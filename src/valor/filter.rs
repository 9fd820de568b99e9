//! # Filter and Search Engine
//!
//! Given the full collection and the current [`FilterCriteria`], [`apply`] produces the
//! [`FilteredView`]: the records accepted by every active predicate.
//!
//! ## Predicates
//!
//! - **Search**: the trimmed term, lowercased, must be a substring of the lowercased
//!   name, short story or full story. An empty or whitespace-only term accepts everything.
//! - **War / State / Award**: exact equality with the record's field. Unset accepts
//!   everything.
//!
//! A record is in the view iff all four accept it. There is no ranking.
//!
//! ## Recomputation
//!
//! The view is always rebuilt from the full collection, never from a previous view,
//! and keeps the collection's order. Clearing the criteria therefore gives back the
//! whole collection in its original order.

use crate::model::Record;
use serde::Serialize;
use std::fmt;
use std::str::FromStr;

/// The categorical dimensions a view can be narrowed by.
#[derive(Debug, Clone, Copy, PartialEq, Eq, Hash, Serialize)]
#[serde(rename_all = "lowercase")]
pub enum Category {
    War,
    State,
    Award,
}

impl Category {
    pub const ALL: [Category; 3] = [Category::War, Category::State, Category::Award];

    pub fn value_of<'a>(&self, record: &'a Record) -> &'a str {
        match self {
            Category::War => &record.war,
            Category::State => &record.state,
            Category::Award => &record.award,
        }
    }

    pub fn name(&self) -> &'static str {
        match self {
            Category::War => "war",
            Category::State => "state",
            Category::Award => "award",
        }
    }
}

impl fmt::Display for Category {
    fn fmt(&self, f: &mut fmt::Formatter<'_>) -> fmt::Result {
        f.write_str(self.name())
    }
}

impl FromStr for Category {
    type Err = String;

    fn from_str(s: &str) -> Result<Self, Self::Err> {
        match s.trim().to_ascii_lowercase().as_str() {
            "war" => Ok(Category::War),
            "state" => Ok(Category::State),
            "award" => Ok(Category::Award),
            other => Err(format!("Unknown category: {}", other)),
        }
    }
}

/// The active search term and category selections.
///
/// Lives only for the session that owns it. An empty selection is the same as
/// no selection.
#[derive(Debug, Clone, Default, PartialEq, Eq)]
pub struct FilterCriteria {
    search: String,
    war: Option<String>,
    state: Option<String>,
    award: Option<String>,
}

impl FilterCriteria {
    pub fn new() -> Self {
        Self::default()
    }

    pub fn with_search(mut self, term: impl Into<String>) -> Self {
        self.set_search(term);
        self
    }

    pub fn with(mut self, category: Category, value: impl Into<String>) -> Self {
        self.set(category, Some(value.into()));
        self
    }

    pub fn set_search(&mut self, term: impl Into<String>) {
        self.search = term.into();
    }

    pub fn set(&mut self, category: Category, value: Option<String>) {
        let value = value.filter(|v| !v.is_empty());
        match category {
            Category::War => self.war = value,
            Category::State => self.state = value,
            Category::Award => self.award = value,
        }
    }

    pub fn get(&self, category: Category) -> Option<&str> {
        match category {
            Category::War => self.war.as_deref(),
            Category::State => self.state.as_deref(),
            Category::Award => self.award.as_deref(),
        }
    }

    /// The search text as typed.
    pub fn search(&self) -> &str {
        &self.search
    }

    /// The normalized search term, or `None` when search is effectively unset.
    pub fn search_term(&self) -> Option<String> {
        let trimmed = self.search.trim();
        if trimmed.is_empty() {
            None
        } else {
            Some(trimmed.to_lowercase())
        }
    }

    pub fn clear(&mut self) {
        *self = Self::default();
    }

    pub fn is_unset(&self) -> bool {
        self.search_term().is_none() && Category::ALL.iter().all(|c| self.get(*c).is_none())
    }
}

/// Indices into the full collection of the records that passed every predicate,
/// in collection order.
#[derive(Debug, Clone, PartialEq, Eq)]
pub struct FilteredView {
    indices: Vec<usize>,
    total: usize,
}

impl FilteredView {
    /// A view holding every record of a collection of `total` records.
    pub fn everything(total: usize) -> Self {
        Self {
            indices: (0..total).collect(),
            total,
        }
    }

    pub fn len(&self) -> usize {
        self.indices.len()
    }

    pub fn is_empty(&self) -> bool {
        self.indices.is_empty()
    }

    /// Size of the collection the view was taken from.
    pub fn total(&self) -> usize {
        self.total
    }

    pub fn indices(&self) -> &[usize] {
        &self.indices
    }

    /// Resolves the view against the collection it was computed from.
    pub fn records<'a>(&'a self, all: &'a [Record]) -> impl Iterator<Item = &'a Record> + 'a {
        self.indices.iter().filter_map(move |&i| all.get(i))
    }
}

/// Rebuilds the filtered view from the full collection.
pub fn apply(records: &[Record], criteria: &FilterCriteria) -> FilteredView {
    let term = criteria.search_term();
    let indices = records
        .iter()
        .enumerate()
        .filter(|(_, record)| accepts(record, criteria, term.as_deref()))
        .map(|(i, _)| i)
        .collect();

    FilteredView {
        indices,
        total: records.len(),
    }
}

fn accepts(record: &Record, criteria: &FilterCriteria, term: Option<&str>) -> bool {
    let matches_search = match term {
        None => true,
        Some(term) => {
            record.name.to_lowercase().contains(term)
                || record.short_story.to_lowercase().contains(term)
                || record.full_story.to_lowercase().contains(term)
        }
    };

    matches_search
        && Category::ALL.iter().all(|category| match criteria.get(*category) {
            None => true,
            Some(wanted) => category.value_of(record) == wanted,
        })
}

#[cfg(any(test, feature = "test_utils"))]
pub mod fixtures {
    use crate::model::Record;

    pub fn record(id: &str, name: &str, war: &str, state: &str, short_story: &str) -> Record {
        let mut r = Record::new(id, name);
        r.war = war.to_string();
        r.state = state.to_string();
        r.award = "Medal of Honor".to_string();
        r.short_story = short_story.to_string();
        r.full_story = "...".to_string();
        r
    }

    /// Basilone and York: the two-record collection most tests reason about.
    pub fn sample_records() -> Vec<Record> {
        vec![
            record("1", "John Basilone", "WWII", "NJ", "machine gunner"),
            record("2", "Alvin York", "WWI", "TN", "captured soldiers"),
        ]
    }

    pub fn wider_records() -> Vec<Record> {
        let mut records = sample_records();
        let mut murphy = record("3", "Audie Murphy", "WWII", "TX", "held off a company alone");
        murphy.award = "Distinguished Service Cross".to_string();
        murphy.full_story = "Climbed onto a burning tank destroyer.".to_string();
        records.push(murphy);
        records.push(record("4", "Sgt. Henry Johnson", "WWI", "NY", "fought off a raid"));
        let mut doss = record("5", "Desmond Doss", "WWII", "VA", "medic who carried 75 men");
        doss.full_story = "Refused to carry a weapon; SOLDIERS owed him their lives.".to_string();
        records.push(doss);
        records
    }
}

» TASK PROMPT: Copy out, from the data above, each line where the string "trimmed" is present.

» WRITTEN RESPONSE:
//! - **Search**: the trimmed term, lowercased, must be a substring of the lowercased
        let trimmed = self.search.trim();
        if trimmed.is_empty() {
            Some(trimmed.to_lowercase())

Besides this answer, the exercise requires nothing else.